▶ DESCRIPTION OF THE TASK
How many lines of the material below contain the string "async"? Answer with the number and nothing else.

THE INPUT START

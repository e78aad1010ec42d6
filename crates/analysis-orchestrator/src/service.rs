use std::collections::HashSet;

use analysis_core::{Field, RawFundamentals, TickerReport};
use fundamental_analysis::FundamentalAnalysisEngine;
use futures_util::stream::{self, StreamExt};

use crate::fetcher::{normalize_symbol, Fetcher};

pub const DEFAULT_CONCURRENCY: usize = 4;

/// Fields whose absence is called out in a report's warnings
pub const CRITICAL_FIELDS: [Field; 3] = [Field::MarketCap, Field::Revenue, Field::TotalDebt];

/// Trim, upper-case, drop empties and de-duplicate, keeping first occurrences
pub fn normalize_tickers<I, S>(inputs: I) -> Vec<String>
where
    I: IntoIterator<Item = S>,
    S: AsRef<str>,
{
    let mut seen = HashSet::new();
    inputs
        .into_iter()
        .map(|s| s.as_ref().trim().to_ascii_uppercase())
        .filter(|s| !s.is_empty())
        .filter(|s| seen.insert(s.clone()))
        .collect()
}

/// Warnings for critical fields the provider did not report
pub fn data_warnings(raw: &RawFundamentals) -> Vec<String> {
    CRITICAL_FIELDS
        .iter()
        .filter(|f| !raw.has(**f))
        .map(|f| format!("Missing {}; related metrics are unavailable", f.label()))
        .collect()
}

/// Fetches and scores batches of tickers
pub struct ScorecardService {
    fetcher: Fetcher,
    engine: FundamentalAnalysisEngine,
    concurrency: usize,
}

impl ScorecardService {
    pub fn new(fetcher: Fetcher, engine: FundamentalAnalysisEngine) -> Self {
        Self {
            fetcher,
            engine,
            concurrency: DEFAULT_CONCURRENCY,
        }
    }

    pub fn with_concurrency(mut self, concurrency: usize) -> Self {
        self.concurrency = concurrency.max(1);
        self
    }

    pub fn fetcher(&self) -> &Fetcher {
        &self.fetcher
    }

    /// Fetch and score one ticker; failures become a `Failed` report
    pub async fn report(&self, ticker: &str) -> TickerReport {
        let symbol = normalize_symbol(ticker).unwrap_or_else(|_| ticker.trim().to_ascii_uppercase());

        match self.fetcher.fetch(ticker).await {
            Ok(raw) => {
                let warnings = data_warnings(&raw);
                for warning in &warnings {
                    tracing::warn!("{}: {}", symbol, warning);
                }
                let scorecard = self.engine.score(&raw);
                TickerReport::Scored {
                    symbol,
                    profile: raw.profile,
                    warnings,
                    scorecard,
                }
            }
            Err(error) => TickerReport::Failed { symbol, error },
        }
    }

    /// Score every ticker concurrently; reports come back in request order
    pub async fn run(&self, tickers: &[String]) -> Vec<TickerReport> {
        tracing::info!(
            "Scoring {} ticker(s) via {} (concurrency {})",
            tickers.len(),
            self.fetcher.provider_name(),
            self.concurrency
        );

        let reports: Vec<TickerReport> = stream::iter(tickers.iter().map(|t| self.report(t)))
            .buffered(self.concurrency)
            .collect()
            .await;

        let failed = reports.iter().filter(|r| r.is_failed()).count();
        tracing::info!("Done: {} scored, {} failed", reports.len() - failed, failed);
        reports
    }
}
/// Raw input fields the scoring engine can consume.
#[derive(Debug, Clone, Copy, PartialEq, Eq, Hash, PartialOrd, Ord, Serialize, Deserialize)]
#[serde(rename_all = "snake_case")]
pub enum Field {
    Price,
    Revenue,
    NetIncome,
    OperatingIncome,
    Ebitda,
    TotalEquity,
    TotalDebt,
    TotalAssets,
    CurrentAssets,
    CurrentLiabilities,
    Inventory,
    OperatingCashFlow,
    CapitalExpenditures,
    SharesOutstanding,
    Eps,
    DividendYield,
    InsiderOwnership,
    EnterpriseValue,
    MarketCap,
    RevenueHistory,
    EpsHistory,
    Buybacks,
}

impl Field {
    pub const ALL: [Field; 22] = [
        Field::Price,
        Field::Revenue,
        Field::NetIncome,
        Field::OperatingIncome,
        Field::Ebitda,
        Field::TotalEquity,
        Field::TotalDebt,
        Field::TotalAssets,
        Field::CurrentAssets,
        Field::CurrentLiabilities,
        Field::Inventory,
        Field::OperatingCashFlow,
        Field::CapitalExpenditures,
        Field::SharesOutstanding,
        Field::Eps,
        Field::DividendYield,
        Field::InsiderOwnership,
        Field::EnterpriseValue,
        Field::MarketCap,
        Field::RevenueHistory,
        Field::EpsHistory,
        Field::Buybacks,
    ];

    /// Human-readable label, used in warnings and log lines
    pub fn label(&self) -> &'static str {
        match self {
            Field::Price => "price",
            Field::Revenue => "total revenue",
            Field::NetIncome => "net income",
            Field::OperatingIncome => "operating income",
            Field::Ebitda => "EBITDA",
            Field::TotalEquity => "shareholder equity",
            Field::TotalDebt => "total debt",
            Field::TotalAssets => "total assets",
            Field::CurrentAssets => "current assets",
            Field::CurrentLiabilities => "current liabilities",
            Field::Inventory => "inventory",
            Field::OperatingCashFlow => "operating cash flow",
            Field::CapitalExpenditures => "capital expenditures",
            Field::SharesOutstanding => "shares outstanding",
            Field::Eps => "EPS",
            Field::DividendYield => "dividend yield",
            Field::InsiderOwnership => "insider ownership",
            Field::EnterpriseValue => "enterprise value",
            Field::MarketCap => "market cap",
            Field::RevenueHistory => "revenue history",
            Field::EpsHistory => "EPS history",
            Field::Buybacks => "buybacks",
        }
    }

    pub fn is_history(&self) -> bool {
        matches!(self, Field::RevenueHistory | Field::EpsHistory)
    }
}

/// Descriptive company metadata; never scored
#[derive(Debug, Clone, Default, PartialEq, Serialize, Deserialize)]
pub struct CompanyProfile {
    pub name: Option<String>,
    pub sector: Option<String>,
    pub industry: Option<String>,
}

/// Sparse bag of fundamentals for one ticker.
///
/// Every field is optional; `None` means the provider did not report it and is
/// distinct from a reported zero. Histories are yearly, oldest first, and may
/// contain gaps. Ratios such as `dividend_yield` and `insider_ownership` are
/// fractions (0.02 == 2%).
#[derive(Debug, Clone, Default, PartialEq, Serialize, Deserialize)]
pub struct RawFundamentals {
    pub symbol: String,
    #[serde(default)]
    pub profile: CompanyProfile,
    pub price: Option<f64>,
    pub revenue: Option<f64>,
    pub net_income: Option<f64>,
    pub operating_income: Option<f64>,
    pub ebitda: Option<f64>,
    pub total_equity: Option<f64>,
    pub total_debt: Option<f64>,
    pub total_assets: Option<f64>,
    pub current_assets: Option<f64>,
    pub current_liabilities: Option<f64>,
    pub inventory: Option<f64>,
    pub operating_cash_flow: Option<f64>,
    pub capital_expenditures: Option<f64>,
    pub shares_outstanding: Option<f64>,
    pub eps: Option<f64>,
    pub dividend_yield: Option<f64>,
    pub insider_ownership: Option<f64>,
    pub enterprise_value: Option<f64>,
    pub market_cap: Option<f64>,
    #[serde(default)]
    pub revenue_history: Vec<Option<f64>>,
    #[serde(default)]
    pub eps_history: Vec<Option<f64>>,
    pub buybacks: Option<bool>,
}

THE INPUT END

▶ TASK ANSWER
2